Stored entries

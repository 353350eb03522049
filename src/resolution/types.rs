use chrono::{DateTime, Utc};
use serde::{Deserialize, Serialize};

use crate::backend::types::{SuggestedAction, TurnType};

#[derive(Debug, Clone, Copy, PartialEq, Eq, Serialize, Deserialize)]
#[serde(rename_all = "lowercase")]
pub enum Speaker {
    User,
    System,
}

#[derive(Debug, Clone, Copy, PartialEq, Eq, Serialize, Deserialize)]
#[serde(rename_all = "snake_case")]
pub enum EntryKind {
    Message,
    Question,
    Clarification,
    Confirmation,
    Information,
    Error,
    Completion,
}

impl From<TurnType> for EntryKind {
    fn from(turn: TurnType) -> Self {
        match turn {
            TurnType::Question => EntryKind::Question,
            TurnType::Clarification => EntryKind::Clarification,
            TurnType::Confirmation => EntryKind::Confirmation,
            TurnType::Information => EntryKind::Information,
            TurnType::Error => EntryKind::Error,
            TurnType::Completion => EntryKind::Completion,
        }
    }
}

#[derive(Debug, Clone, PartialEq, Eq, Serialize, Deserialize)]
pub struct TranscriptEntry {
    pub speaker: Speaker,
    pub text: String,
    pub timestamp: DateTime<Utc>,
    pub kind: EntryKind,
}

impl TranscriptEntry {
    pub fn user(text: impl Into<String>) -> Self {
        Self::new(Speaker::User, text, EntryKind::Message)
    }

    pub fn system(text: impl Into<String>, kind: EntryKind) -> Self {
        Self::new(Speaker::System, text, kind)
    }

    fn new(speaker: Speaker, text: impl Into<String>, kind: EntryKind) -> Self {
        Self {
            speaker,
            text: text.into(),
            timestamp: Utc::now(),
            kind,
        }
    }
}

#[derive(Debug, Clone, Copy, Default, PartialEq, Eq, Serialize, Deserialize)]
#[serde(rename_all = "snake_case")]
pub enum SessionPhase {
    #[default]
    Uninitialized,
    Active,
    Completed,
}

/// Read-only copy of a session for snapshots.
#[derive(Debug, Clone, PartialEq, Serialize)]
pub struct SessionView {
    pub phase: SessionPhase,
    pub session_id: Option<String>,
    pub job_id: Option<String>,
    pub transcript: Vec<TranscriptEntry>,
    pub ambiguities_remaining: u32,
    pub ambiguities_resolved: u32,
    pub suggested_actions: Vec<SuggestedAction>,
    pub accepts_turns: bool,
}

*REQUIREMENT:*
Across the entries above, how many lines include the word "Information"? Give only the number.

*THE ANSWER:*
2